The seven municipal governments have agreed to purchase from CN Rail the 74 kilometre stretch of line that serves an area northeast of Saskatoon.

But they have asked the CTA to exclude from the purchase price the value of assets put into the line under the federally funded branch-line rehabilitation program. The agency reserved judgment following a five day hearing in Saskatoon last week.

During the 1970s and 1980s, Ottawa spent more than $600 million to fix dilapidated branch lines in Saskatchewan, including $12 million on the Cudworth sub. The municipalities say the railways shouldn’t profit from the sale of those assets, which were paid for by Canadian taxpayers.

The precedent-setting decision will have far-reaching impacts, the agency was told.

“The case before you today is critically important to the economic welfare of a great number of farmers in Western Canada,” said Ron Gleim, chair of the Western Rail Coalition, which represents 22 short-line groups.

“We don’t think it unfair or melodramatic to say that for some farmers, particularly those in regions far from main rail lines, the outcome … could well determine whether they have a future in agriculture.”

Short-line advocates say if the municipalities lose, local groups that want to set up short-line operations won’t be able to afford to do so.

The Canada Transportation Act requires the railways to transfer lines to municipal governments for net salvage value. Once the agency has ruled on the rehab assets issue, it will determine the net salvage value of the Cudworth sub. CN has quoted a purchase a price of $3.2 million.

The municipalities argue that the railways didn’t pay to put in the rehab assets, and shouldn’t realize any financial benefit.

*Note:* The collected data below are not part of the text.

/*
 *
 *  *
 *  *      Copyright (c) 2018-2025, SnackCloud All rights reserved.
 *  *
 *  *   Redistribution and use in source and binary forms, with or without
 *  *   modification, are permitted provided that the following conditions are met:
 *  *
 *  *   Redistributions of source code must retain the above copyright notice,
 *  *   this list of conditions and the following disclaimer.
 *  *   Redistributions in binary form must reproduce the above copyright
 *  *   notice, this list of conditions and the following disclaimer in the
 *  *   documentation and/or other materials provided with the distribution.
 *  *   Neither the name of the www.snackcloud.cn developer nor the names of its
 *  *   contributors may be used to endorse or promote products derived from
 *  *   this software without specific prior written permission.
 *  *   Author: SnackCloud
 *  *
 *
 */

use std::time::{Duration, SystemTime, UNIX_EPOCH};
use uuid::Uuid;

/// Generates a fresh queue id for a waiting attempt.
pub fn new_queue_id() -> String {
    Uuid::new_v4().to_string()
}

/// Current wall-clock time as nanoseconds since the Unix epoch.
pub fn now_epoch_nanos() -> u64 {
    SystemTime::now()
        .duration_since(UNIX_EPOCH)
        .unwrap_or(Duration::ZERO)
        .as_nanos() as u64
}

#[cfg(test)]
mod tests {
    use super::*;

    #[test]
    fn test_queue_ids_are_unique() {
        assert_ne!(new_queue_id(), new_queue_id());
    }

    #[test]
    fn test_epoch_nanos_is_monotonic_enough() {
        let a = now_epoch_nanos();
        let b = now_epoch_nanos();
        assert!(b >= a);
        assert!(a > 0);
    }
}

“CN should not be allowed to reap a windfall gain from selling those assets,” lawyer Jim Foran told the five-member CTA panel during closing arguments, calling the railways a “conduit” for the benefits to flow to producers.

Not in black and white

The railways argue that the rehab agreements say nothing about the program being designed to benefit farmers. The agreements also say nothing about who owns the rehab assets.

But CP Rail lawyer Marc Shannon said the line renovations were designed to improve the grain transportation system in Western Canada, adding that would include the railways but not municipal governments.

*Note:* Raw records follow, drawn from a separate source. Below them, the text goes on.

/*
 *
 *  *
 *  *      Copyright (c) 2018-2025, SnackCloud All rights reserved.
 *  *
 *  *   Redistribution and use in source and binary forms, with or without
 *  *   modification, are permitted provided that the following conditions are met:
 *  *
 *  *   Redistributions of source code must retain the above copyright notice,
 *  *   this list of conditions and the following disclaimer.
 *  *   Redistributions in binary form must reproduce the above copyright
 *  *   notice, this list of conditions and the following disclaimer in the
 *  *   documentation and/or other materials provided with the distribution.
 *  *   Neither the name of the www.snackcloud.cn developer nor the names of its
 *  *   contributors may be used to endorse or promote products derived from
 *  *   this software without specific prior written permission.
 *  *   Author: SnackCloud
 *  *
 *
 */

use crate::config::DislockConfig;
use crate::errors::{DislockError, DislockResult};
use crate::keys::LockKey;
use crate::kv::KvStore;
use crate::util::{new_queue_id, now_epoch_nanos};
use parking_lot::Mutex;
use std::collections::HashMap;
use std::sync::Arc;
use tracing::{debug, info, warn};
use uuid::Uuid;

const QUEUE_SEPARATOR: char = ',';
const ENTRY_SEPARATOR: char = ':';

/// One waiting attempt. Only `queue_id` takes part in position lookup and
/// acquisition; `client_id` is kept for operator observability.
#[derive(Debug, Clone, PartialEq, Eq)]
pub struct QueueEntry {
    pub queue_id: String,
    pub client_id: String,
}

impl QueueEntry {
    fn encode(&self) -> String {
        format!("{}{}{}", self.queue_id, ENTRY_SEPARATOR, self.client_id)
    }

    fn decode(raw: &str) -> Self {
        match raw.split_once(ENTRY_SEPARATOR) {
            Some((queue_id, client_id)) => Self {
                queue_id: queue_id.to_string(),
                client_id: client_id.to_string(),
            },
            None => Self {
                queue_id: raw.to_string(),
                client_id: String::new(),
            },
        }
    }
}

/// Outcome of a head waiter trying to complete its handoff.
#[derive(Debug, Clone, Copy, PartialEq, Eq)]
pub enum AcquireDecision {
    /// The waiter was the eligible head and its entry has been removed.
    Granted,
    /// Someone else is the grantee, or no handoff window is open.
    NotNext,
    /// The waiter held the window past its deadline and forfeited; the next
    /// waiter has been promoted.
    Expired,
}

/// Per-lock FIFO of waiters plus the grantee/deadline handoff slot. All state
/// lives in the store; the only in-process state is the serialization map.
pub struct QueueManager {
    config: Arc<DislockConfig>,
    store: Arc<dyn KvStore>,
    // Per-lock mutexes, created on demand and never removed. Every queue
    // mutation holds the lock's mutex for its whole read-modify-write.
    mutexes: Mutex<HashMap<String, Arc<Mutex<()>>>>,
}

impl QueueManager {
    pub fn new(config: Arc<DislockConfig>, store: Arc<dyn KvStore>) -> Self {
        Self {
            config,
            store,
            mutexes: Mutex::new(HashMap::new()),
        }
    }

    fn guard(&self, key: &LockKey) -> Arc<Mutex<()>> {
        let mut mutexes = self.mutexes.lock();
        mutexes
            .entry(key.to_string())
            .or_insert_with(|| Arc::new(Mutex::new(())))
            .clone()
    }

    fn read_entries(&self, key: &LockKey) -> DislockResult<Vec<QueueEntry>> {
        let raw = self.store.get(key.instance, &key.queue_key())?;
        if raw.is_empty() {
            return Ok(Vec::new());
        }
        Ok(raw.split(QUEUE_SEPARATOR).map(QueueEntry::decode).collect())
    }

    fn write_entries(&self, key: &LockKey, entries: &[QueueEntry]) -> DislockResult<()> {
        let joined = entries
            .iter()
            .map(QueueEntry::encode)
            .collect::<Vec<_>>()
            .join(&QUEUE_SEPARATOR.to_string());
        self.store.set(key.instance, &key.queue_key(), &joined)
    }

    fn clear_queue_keys(&self, key: &LockKey) -> DislockResult<()> {
        self.store.delete(key.instance, &key.queue_key())?;
        self.store.delete(key.instance, &key.next_key())?;
        self.store.delete(key.instance, &key.deadline_key())?;
        Ok(())
    }

    /// Enqueues a waiting attempt for `client_id` and returns its queue id.
    /// The sole waiter of a fresh queue is immediately marked as grantee, with
    /// no deadline until a release opens a handoff window.
    pub fn schedule(&self, key: &LockKey, client_id: Uuid) -> DislockResult<String> {
        self.config.validate_key(key)?;
        if client_id.is_nil() {
            return Err(DislockError::ClientIdEmpty);
        }

        let slot = self.guard(key);
        let _held = slot.lock();

        let mut entries = self.read_entries(key)?;
        let queue_id = new_queue_id();
        entries.push(QueueEntry {
            queue_id: queue_id.clone(),
            client_id: client_id.to_string(),
        });
        self.write_entries(key, &entries)?;

        if entries.len() == 1 {
            self.store.set(key.instance, &key.next_key(), &queue_id)?;
        }

        debug!(lock = %key, queue_id, position = entries.len() - 1, "waiter scheduled");
        Ok(queue_id)
    }

    /// Zero-based position of a waiting attempt in the queue.
    pub fn position(&self, key: &LockKey, queue_id: &str) -> DislockResult<usize> {
        self.config.validate_key(key)?;
        if queue_id.is_empty() {
            return Err(DislockError::Internal("queue id is empty".to_string()));
        }

        let entries = self.read_entries(key)?;
        entries
            .iter()
            .position(|e| e.queue_id == queue_id)
            .ok_or_else(|| DislockError::QueueEntryNotFound {
                lock: key.to_string(),
                queue_id: queue_id.to_string(),
            })
    }

    /// Current queue content, head first.
    pub fn entries(&self, key: &LockKey) -> DislockResult<Vec<QueueEntry>> {
        self.config.validate_key(key)?;
        self.read_entries(key)
    }

    /// Lets the grantee complete its handoff. On `Granted` the entry has been
    /// removed and the grantee slot cleared; the caller is expected to move
    /// the lock itself to its held state.
    pub fn try_acquire(&self, key: &LockKey, queue_id: &str) -> DislockResult<AcquireDecision> {
        self.config.validate_key(key)?;
        if queue_id.is_empty() {
            return Err(DislockError::Internal("queue id is empty".to_string()));
        }

        let slot = self.guard(key);
        let _held = slot.lock();

        let next = self.store.get(key.instance, &key.next_key())?;
        if next.is_empty() || next != queue_id {
            return Ok(AcquireDecision::NotNext);
        }

        let deadline_raw = self.store.get(key.instance, &key.deadline_key())?;
        if !deadline_raw.is_empty() {
            let deadline: u64 = deadline_raw.parse().map_err(|_| {
                DislockError::Backend(format!("malformed handoff deadline: {deadline_raw}"))
            })?;
            if now_epoch_nanos() > deadline {
                warn!(lock = %key, queue_id, "handoff window expired, advancing queue head");
                self.advance_locked(key)?;
                return Ok(AcquireDecision::Expired);
            }
        }

        self.remove_granted_locked(key, queue_id)?;
        info!(lock = %key, queue_id, "queue head granted");
        Ok(AcquireDecision::Granted)
    }

    /// Handoff entry point, invoked after a lock is released. Promotes the
    /// head waiter to grantee and opens its deadline window.
    pub fn release(&self, key: &LockKey) -> DislockResult<()> {
        self.config.validate_key(key)?;

        let slot = self.guard(key);
        let _held = slot.lock();

        self.handoff_locked(key)
    }

    /// Drops the current head and promotes its successor with a fresh window.
    pub fn advance_head(&self, key: &LockKey) -> DislockResult<()> {
        self.config.validate_key(key)?;

        let slot = self.guard(key);
        let _held = slot.lock();

        self.advance_locked(key)
    }

    /// Removes a waiting attempt. Cancelling the current grantee promotes the
    /// next waiter as if its window had expired.
    pub fn cancel(&self, key: &LockKey, queue_id: &str) -> DislockResult<()> {
        self.config.validate_key(key)?;
        if queue_id.is_empty() {
            return Err(DislockError::Internal("queue id is empty".to_string()));
        }

        let slot = self.guard(key);
        let _held = slot.lock();

        let mut entries = self.read_entries(key)?;
        let index = entries
            .iter()
            .position(|e| e.queue_id == queue_id)
            .ok_or_else(|| DislockError::QueueEntryNotFound {
                lock: key.to_string(),
                queue_id: queue_id.to_string(),
            })?;

        let next = self.store.get(key.instance, &key.next_key())?;
        if next == queue_id {
            if index == 0 {
                debug!(lock = %key, queue_id, "grantee cancelled, advancing queue head");
                return self.advance_locked(key);
            }
            // The grantee slot should always point at the head.
            warn!(lock = %key, queue_id, index, "grantee does not match the queue head");
        }

        entries.remove(index);
        if entries.is_empty() {
            self.clear_queue_keys(key)?;
        } else {
            self.write_entries(key, &entries)?;
        }
        debug!(lock = %key, queue_id, "waiter cancelled");
        Ok(())
    }

    /// Drops every waiter and clears the handoff slot. Returns how many
    /// waiters were removed.
    pub fn cancel_all(&self, key: &LockKey) -> DislockResult<usize> {
        self.config.validate_key(key)?;

        let slot = self.guard(key);
        let _held = slot.lock();

        let entries = self.read_entries(key)?;
        self.clear_queue_keys(key)?;
        if !entries.is_empty() {
            info!(lock = %key, waiters = entries.len(), "dropped all waiters");
        }
        Ok(entries.len())
    }

    fn handoff_locked(&self, key: &LockKey) -> DislockResult<()> {
        let entries = self.read_entries(key)?;
        let Some(head) = entries.first() else {
            return Ok(());
        };

        let timeout = self
            .config
            .next_in_queue_timeout(key.instance, &key.namespace)?;
        self.store
            .set(key.instance, &key.next_key(), &head.queue_id)?;
        let deadline = now_epoch_nanos() + timeout.as_nanos() as u64;
        self.store
            .set(key.instance, &key.deadline_key(), &deadline.to_string())?;

        debug!(lock = %key, queue_id = %head.queue_id, "handoff window opened");
        Ok(())
    }

    fn advance_locked(&self, key: &LockKey) -> DislockResult<()> {
        let mut entries = self.read_entries(key)?;
        if entries.is_empty() {
            return self.clear_queue_keys(key);
        }

        entries.remove(0);
        self.store.delete(key.instance, &key.deadline_key())?;

        if entries.is_empty() {
            self.store.delete(key.instance, &key.queue_key())?;
            self.store.delete(key.instance, &key.next_key())?;
            return Ok(());
        }

        self.write_entries(key, &entries)?;
        self.handoff_locked(key)
    }

    fn remove_granted_locked(&self, key: &LockKey, queue_id: &str) -> DislockResult<()> {
        self.store.delete(key.instance, &key.deadline_key())?;
        self.store.delete(key.instance, &key.next_key())?;

        let mut entries = self.read_entries(key)?;
        match entries.iter().position(|e| e.queue_id == queue_id) {
            Some(index) => {
                if index != 0 {
                    warn!(lock = %key, queue_id, index, "granted entry was not the queue head");
                }
                entries.remove(index);
            }
            None => warn!(lock = %key, queue_id, "granted entry missing from queue"),
        }

        if entries.is_empty() {
            self.store.delete(key.instance, &key.queue_key())?;
        } else {
            self.write_entries(key, &entries)?;
        }
        Ok(())
    }
}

The railways say rehab money was given as grants, with no strings attached, and they own the assets that were purchased with those grants. Municipalities say the agreements directed the railways to spend the money on specific work on specific stretches of track.

The railways also argued that there is no dispute between the two parties who signed the rehab agreements (the railways and Ottawa), and the municipal governments had no legal standing to intervene in those contracts.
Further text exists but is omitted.